Was it the work that did this?
" I wish my work to have the lightness and joyousness of a springtime which never lets anyone suspect the labours it has cost"   Henri Matisse
Touching The Stars 2020, Judy Martin 
silk velvet, harvested local plant dyes, appliqued to commercially embroidered linen base, then folded.  51" h x 21" w   
I finished the velvet piece late at night, pinned it to the wall rather carelessly and went to bed.
I woke early with this piece on my mind and when I saw it again I realized that it was a self portrait.
It's me.
It's how I feel about my body when I do not have a mirror.
I feel soft.
Touching the Stars
Like my other new work, the materials led me.
This one is velvet, with unexpected rich surprises of colour from local plants.
Velvet responds so well to dye process.
It's so lush and soft.
I kept stitching it and touching it.
It was the touching of it that made me want to tuck it in towards itself.
This made it even more loveable.
My work makes use of the things that only thread and cloth can do.
Prayer to the Sky  2019  Judy Martin
three layers of wool, (madder interior layer, indigo exterior layer), tucked, embroidered and hand quilted,
cut to reveal the inner layer, 60" h x 64.5" w 
The indigo horizon piece was unpicked a lot.
The barely there marks are like chanting.
Perhaps it too is about female interior yearning and fragility and openness and sadness.
These new pieces are the sexiest I have ever made.

Cloth becomes charged with touch.
We rub and cut and pierce and poke and touch.  
Eventually it feels as if the cloth touches us back.
(an Abbas Akhavan idea)

This is my work.

Thursday, July 04, 2019

continuing on

 everything is so alive
there are many possibilities
 I added energy marks to my blanket piece over the weekend
 It was Canada Day and my sidekicks were with us at the cottage
April made daily sourdough
 I started again with the grey blanket
and the sky continued to hold the moon

Thursday, April 18, 2019

Alicia Henry

I went back to the Powerplant last week to see Alicia Henry's powerful exhibition, Witnessing for the second time.
 "Henry creates two-dimensional singular figures and group compositions that are commanding in their grace and expressiveness. "
 "Tender renditions of mother and child appear, as do groupings of more females that signifiy formations of families within communities"
 "Through their direct gaze and erect composure, Henry's multigenerational survivors exude a powerful strength and confidence.  They stand in anticipation of an egalitarian future - a utopian goal that underpins much of Henry's work"

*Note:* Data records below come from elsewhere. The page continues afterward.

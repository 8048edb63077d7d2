//! DOM scanning and output application for the browser driver.

use js_sys::{Array, Function, Reflect};
use serde::Serialize;
use wasm_bindgen::prelude::*;
use wasm_bindgen::JsCast;
use web_sys::{Document, Element, HtmlElement};

use folio_motion_core::{
    ChartRender, ChartTarget, CounterSection, CounterTarget, ElementId, IdAllocator, Outputs,
    PageLayout, Property, SkillCard, TiltCard, TyperTarget,
};

/// Maps core ElementIds to live DOM elements. An element registered twice keeps one id.
#[derive(Default)]
pub struct ElementRegistry {
    ids: IdAllocator,
    elements: Vec<Element>,
}

impl ElementRegistry {
    pub fn register(&mut self, el: Element) -> ElementId {
        if let Some(id) = self.id_of(&el) {
            return id;
        }
        let id = self.ids.alloc_element();
        self.elements.push(el);
        id
    }

    pub fn get(&self, id: ElementId) -> Option<&Element> {
        self.elements.get(id.0 as usize)
    }

    pub fn id_of(&self, el: &Element) -> Option<ElementId> {
        self.elements
            .iter()
            .position(|e| e == el)
            .map(|i| ElementId(i as u32))
    }
}

fn query_all(root: &Document, selector: &str) -> Vec<Element> {
    let Ok(list) = root.query_selector_all(selector) else {
        return Vec::new();
    };
    (0..list.length())
        .filter_map(|i| list.item(i))
        .filter_map(|node| node.dyn_into::<Element>().ok())
        .collect()
}

fn query_in(root: &Element, selector: &str) -> Option<Element> {
    root.query_selector(selector).ok().flatten()
}

/// Collect every animatable element on the page into a layout.
pub fn scan_page(doc: &Document, registry: &mut ElementRegistry) -> PageLayout {
    let mut layout = PageLayout::default();

    if let Ok(Some(el)) = doc.query_selector(".typing") {
        let phrases = el.get_attribute("data-phrases");
        layout.typer = Some(TyperTarget {
            element: registry.register(el),
            phrases,
        });
    }

    layout.reveals = query_all(doc, ".reveal")
        .into_iter()
        .map(|el| registry.register(el))
        .collect();

    for card in query_all(doc, ".skill-card") {
        let bar = query_in(&card, ".progress-bar");
        let label = query_in(&card, ".percent");
        let percent = bar.as_ref().and_then(|b| b.get_attribute("data-percent"));
        layout.skill_cards.push(SkillCard {
            card: registry.register(card),
            bar: bar.map(|b| registry.register(b)),
            label: label.map(|l| registry.register(l)),
            percent,
        });
    }

    if let Ok(Some(about)) = doc.query_selector("#about") {
        let counters = query_all(doc, ".stat-value")
            .into_iter()
            .map(|el| CounterTarget {
                target: el.get_attribute("data-target"),
                text: el.text_content().unwrap_or_default(),
                element: registry.register(el),
            })
            .collect();
        layout.counters = Some(CounterSection {
            section: registry.register(about),
            counters,
        });
    }

    // the chart needs both the watched section and its canvas
    if let (Ok(Some(section)), Ok(Some(canvas))) = (
        doc.query_selector("#skills"),
        doc.query_selector("#skillsChart"),
    ) {
        layout.chart = Some(ChartTarget {
            container: registry.register(section),
            canvas: Some(registry.register(canvas)),
            spec: None,
        });
    }

    if let Ok(Some(btn)) = doc.query_selector("#backTop") {
        layout.back_to_top = Some(registry.register(btn));
    }

    for card in query_all(doc, ".project-card") {
        if let Some(inner) = query_in(&card, ".pc-inner") {
            layout.tilt_cards.push(TiltCard {
                card: registry.register(card),
                inner: registry.register(inner),
            });
        }
    }

    layout
}

fn set_style(el: &Element, name: &str, value: &str) {
    let Some(html) = el.dyn_ref::<HtmlElement>() else {
        return;
    };
    if let Err(e) = html.style().set_property(name, value) {
        log::warn!("set {name} failed: {e:?}");
    }
}

/// Write one frame of changes to the DOM and issue chart renders.
pub fn apply_outputs(registry: &ElementRegistry, outputs: &Outputs) {
    for change in &outputs.changes {
        let Some(el) = registry.get(change.element) else {
            continue;
        };
        match change.property {
            Property::Text => el.set_text_content(Some(&change.value)),
            Property::Width => set_style(el, "width", &change.value),
            Property::Opacity => set_style(el, "opacity", &change.value),
            Property::Transform => set_style(el, "transform", &change.value),
            Property::AddClass => {
                if let Err(e) = el.class_list().add_1(&change.value) {
                    log::warn!("class add failed: {e:?}");
                }
            }
        }
    }

    for render in &outputs.charts {
        if let Err(e) = render_chart(registry, render) {
            log::error!("chart render failed: {e:?}");
        }
    }
}

/// Hand the chart spec to the global `Chart` constructor.
fn render_chart(registry: &ElementRegistry, render: &ChartRender) -> Result<(), JsValue> {
    let canvas = registry
        .get(render.canvas)
        .ok_or_else(|| JsValue::from_str("chart canvas is not registered"))?;
    let ctor = Reflect::get(&js_sys::global(), &JsValue::from_str("Chart"))?;
    let ctor: Function = ctor
        .dyn_into()
        .map_err(|_| JsValue::from_str("Chart library is not loaded"))?;

    let config = render
        .spec
        .to_chartjs_config()
        .serialize(&serde_wasm_bindgen::Serializer::json_compatible())
        .map_err(JsValue::from)?;

    // tooltip labels are formatted on the Rust side
    let spec = render.spec.clone();
    let label_cb = Closure::wrap(Box::new(move |ctx: JsValue| -> String {
        let label = Reflect::get(&ctx, &JsValue::from_str("label"))
            .ok()
            .and_then(|v| v.as_string())
            .unwrap_or_default();
        let value = Reflect::get(&ctx, &JsValue::from_str("parsed"))
            .ok()
            .and_then(|v| v.as_f64())
            .unwrap_or_default();
        spec.tooltip_label(&label, value)
    }) as Box<dyn FnMut(JsValue) -> String>);
    let tooltip = Reflect::get(&config, &JsValue::from_str("options"))
        .and_then(|o| Reflect::get(&o, &JsValue::from_str("plugins")))
        .and_then(|p| Reflect::get(&p, &JsValue::from_str("tooltip")))?;
    let callbacks = js_sys::Object::new();
    Reflect::set(&callbacks, &JsValue::from_str("label"), label_cb.as_ref())?;
    Reflect::set(&tooltip, &JsValue::from_str("callbacks"), &callbacks)?;
    // the chart keeps calling the label callback for the page's lifetime
    label_cb.forget();

    Reflect::construct(&ctor, &Array::of2(canvas, &config))?;
    log::debug!("chart rendered into {:?}", render.canvas);
    Ok(())
}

 I am visiting the Powerplant in Toronto more this year because our daughter April (in above photo to demonstrate the gigantic scale of these wall mounted figures) is working right next door at Harbourfront craft and design studios as a resident artist this year.
I want to share the powerful simplicity and the confident handling of materials by Alicia Henry.  I was really moved and inspired by this exhibition. 
All text in quotes is from the pamphlet provided by The Power Plant.